By the way, I got this information off of MIT’s website about 1 1/2 ago.
Jamie
19 November 2010
Actually, the average LSAT for MIT students last year was 162.4
Lewis Percher
29 November 2010
Mensa requires a 163 for admission. With my 165 I was well within the top 2 percentile range. I believe the data you’re operating with is incorrect.
Lover of Wisdom
29 November 2010
Do you mean LSAT score? Their website (at the top) requires a 95th percentile (of the testing population) or better on the LSAT, which is a 166-167 LSAT score. A 163 LSAT score is clearly below the 95th percentile, unless they very recently re-normed the test, which I haven’t heard of.
Lewis Percher
30 December 2010
Lewis Percher:
Mensa requires a 163 for admission. With my 165 I was well within the top 2 percentile range. I believe the data you’re operating with is incorrect.
Lover of Wisdom:
Do you mean LSAT score? Their website (at the top) requires a 95th percentile (of the testing population) or better on the LSAT, which is a 166-167 LSAT score. A 163 LSAT score is clearly below the 95th percentile, unless they very recently re-normed the test, which I haven’t heard of.

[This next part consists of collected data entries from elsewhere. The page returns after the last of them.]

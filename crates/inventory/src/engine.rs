use std::collections::HashSet;

use crate::error::InventoryError;
use crate::matcher::{ConsumablePool, RecordIndex};
use crate::model::{fold, DriverRecord, ObjectNamespace, RawModuleRecord, RawNamespaceEntry, RawServiceRecord};
use crate::paths::PathSettings;
use crate::source::{ConfigKey, SourceKind, Sources};

/// Raw listings read for one refresh. Config keys are scan handles: they are
/// released when the listing is dropped, whatever the outcome of the refresh.
#[derive(Debug, Default)]
pub struct Listings {
    pub services: Vec<RawServiceRecord>,
    pub config_keys: Vec<Box<dyn ConfigKey>>,
    pub namespace: Vec<RawNamespaceEntry>,
    pub modules: Vec<RawModuleRecord>,
    /// Sources that failed and were read as empty.
    pub degraded: Vec<SourceKind>,
}

/// Read all four sources in order. A failing source is logged and treated as
/// an empty listing.
pub fn collect_listings(sources: &Sources) -> Listings {
    let mut degraded = Vec::new();

    let services = or_empty(SourceKind::Services, sources.services.list_services(), &mut degraded);
    let config_keys = or_empty(SourceKind::Config, sources.config.list_keys(), &mut degraded);

    let mut namespace = Vec::new();
    for ns in ObjectNamespace::ALL {
        namespace.extend(or_empty(
            SourceKind::Namespace,
            sources.namespace.list_objects(ns),
            &mut degraded,
        ));
    }

    let modules = or_empty(SourceKind::Modules, sources.modules.list_modules(), &mut degraded);

    log::debug!(
        "collected {} services, {} config keys, {} namespace objects, {} modules",
        services.len(),
        config_keys.len(),
        namespace.len(),
        modules.len()
    );

    Listings {
        services,
        config_keys,
        namespace,
        modules,
        degraded,
    }
}

fn or_empty<T>(
    kind: SourceKind,
    result: Result<Vec<T>, InventoryError>,
    degraded: &mut Vec<SourceKind>,
) -> Vec<T> {
    match result {
        Ok(items) => items,
        Err(e) => {
            log::warn!("{e}; continuing without {kind} listing");
            if !degraded.contains(&kind) {
                degraded.push(kind);
            }
            Vec::new()
        }
    }
}

/// Merge the four listings into one record per driver, in discovery order.
///
/// Config keys are borrowed: every record that keeps one holds its own
/// duplicate. Fails only on an identifier collision, which is a defect in
/// the inputs or the identifier rules.
pub fn reconcile(
    services: Vec<RawServiceRecord>,
    config_keys: &[Box<dyn ConfigKey>],
    namespace: Vec<RawNamespaceEntry>,
    modules: Vec<RawModuleRecord>,
    paths: &PathSettings,
) -> Result<Vec<DriverRecord>, InventoryError> {
    let mut service_pool = ConsumablePool::new(services, |s| s.name.as_str());
    if let Some(dup) = service_pool.duplicate_keys().first() {
        return Err(InventoryError::IdentifierCollision {
            identifier: dup.to_string(),
        });
    }

    // 1 ─ config keys, claiming same-named services
    let mut records: Vec<DriverRecord> = config_keys
        .iter()
        .filter_map(|key| merge_config_key(key.as_ref(), &mut service_pool))
        .collect();
    log::debug!("config pass: {} records", records.len());

    // 2 ─ services without a key
    let before = records.len();
    records.extend(
        service_pool
            .into_remaining()
            .into_iter()
            .filter(|s| s.kind.is_driver())
            .map(|service| {
                let mut record = DriverRecord::new(service.name.clone());
                record.service = Some(service);
                record
            }),
    );
    log::debug!("leftover service pass: {} records", records.len() - before);

    // 3 ─ live driver objects
    let before = records.len();
    attach_namespace_objects(&mut records, namespace);
    log::debug!("namespace pass: {} orphan objects", records.len() - before);

    // 4 ─ loaded modules by resolved image path
    let mut module_pool = ConsumablePool::new(modules, |m| m.full_path.as_str());
    attach_modules(&mut records, &mut module_pool, paths);

    // 5 ─ modules nobody claimed
    let before = records.len();
    records.extend(module_pool.into_remaining().into_iter().map(|module| {
        let mut record = DriverRecord::new(module.name.clone());
        record.module = Some(module);
        record
    }));
    log::debug!("leftover module pass: {} orphan modules", records.len() - before);

    ensure_unique(&records)?;
    Ok(records)
}

fn merge_config_key(
    key: &dyn ConfigKey,
    service_pool: &mut ConsumablePool<RawServiceRecord>,
) -> Option<DriverRecord> {
    let name = key.name();

    if let Some(service) = service_pool.take(name) {
        if !service.kind.is_driver() {
            return None;
        }
        let object = key
            .query_value("ObjectName")
            .and_then(|v| v.as_str().map(str::to_string))
            .filter(|s| !s.is_empty())
            .unwrap_or_else(|| name.to_string());

        let mut record = DriverRecord::new(name);
        record.expected_object_name = Some(service.kind.namespace().object_path(&object));
        record.config_key = retain(key);
        record.service = Some(service);
        return Some(record);
    }

    let type_code = match key.query_value("Type") {
        Some(value) => match value.as_dword() {
            Some(code) => code,
            None => {
                log::debug!("key '{name}': Type is not a dword, skipping");
                return None;
            }
        },
        None => return None,
    };
    let namespace = ObjectNamespace::for_type_code(type_code)?;

    // Without a handle and a service nothing would vouch for this record.
    let config_key = retain(key)?;
    let mut record = DriverRecord::new(name);
    record.expected_object_name = Some(namespace.object_path(name));
    record.config_key = Some(config_key);
    Some(record)
}

fn retain(key: &dyn ConfigKey) -> Option<Box<dyn ConfigKey>> {
    match key.duplicate() {
        Ok(dup) => Some(dup),
        Err(e) => {
            log::warn!("cannot retain key '{}': {e}", key.name());
            None
        }
    }
}

fn attach_namespace_objects(records: &mut Vec<DriverRecord>, entries: Vec<RawNamespaceEntry>) {
    let mut index = RecordIndex::build(records);

    for entry in entries.into_iter().filter(RawNamespaceEntry::is_driver_object) {
        match index.find_object(&entry.path, entry.leaf_name()) {
            Some(i) => records[i].has_namespace_object = true,
            None => {
                let mut record = DriverRecord::new(entry.leaf_name());
                record.has_namespace_object = true;
                record.expected_object_name = Some(entry.path);
                index.insert(records.len(), &record);
                records.push(record);
            }
        }
    }
}

fn attach_modules(
    records: &mut [DriverRecord],
    pool: &mut ConsumablePool<RawModuleRecord>,
    paths: &PathSettings,
) {
    for record in records.iter_mut() {
        let active = record.has_namespace_object
            || record.service.as_ref().is_some_and(|s| s.status.is_active());
        if !active {
            continue;
        }
        let image_path = record.expected_image_path(paths);
        record.module = pool.take(&image_path);
        if record.module.is_none() {
            log::trace!("'{}': no loaded module at {image_path}", record.identifier);
        }
    }
}

fn ensure_unique(records: &[DriverRecord]) -> Result<(), InventoryError> {
    let mut seen = HashSet::with_capacity(records.len());
    for record in records {
        if !seen.insert(fold(&record.identifier)) {
            return Err(InventoryError::IdentifierCollision {
                identifier: record.identifier.clone(),
            });
        }
    }
    Ok(())
}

They accepted me in with my 163, so I suppose test must have been re-normed after all.
In any case, the LSAT is bunk. I took it three times and scored 68th percentile, 57th, then 92nd. No reasonable test of intelligence should produce such a ridiculously wide range of results for the same person.
Lewis Percher
30 December 2010
I should mention that I’m in Canada. Maybe the whole system works differently here.
Lover of Wisdom
30 December 2010
Lewis:
I just checked Canadian Mensa. They do indeed accept a 163 LSAT score, but that is different from admission requirements for American Mensa, who accept scores at the 95th percentile, which is always normed as a 166-167 LSAT score. Perhaps they just do things differently in Canada (even though the admission scores on the other tests, e.g., GRE, where spot on, I think).
Will
21 February 2011
Your analysis is simply wrong. You can’t start with the average college graduate. The reason you cannot begin with the average college graduate assumption is that the LSAT is not a test taken by every college graduate such as the SAT is for high school students. The LSAT is only for students considering law school, and given the general rigors of getting to the point of sitting for the test, most of the those taking the test are sincere in their desire to go onto law school. What does this mean? It means that the average LSAT taker is already well beyond the average college graduate. The average LSAT taker has done well in college and has likely gone to a more difficult college. Your starting assumption is so flawed that I’m curious why you would even bother? Simply put, you are trying to take an elite level test and bend it to average standards. There is your fault and it takes little academic training or proficiency to grasp. Disclaimer: I got a 163 on the LSAT, 1390 on the SAT (old style) and my IQ was tested at 134.
Ken Huston
10 March 2011
My LSAT – 172 — 98.7 percentile
IQ – 151
Your conversion is too low!
Nietzsche
21 March 2011
The operative word is “average” guys, just because you are a special outlier doesn’t mean anything to the overall data and conclusion.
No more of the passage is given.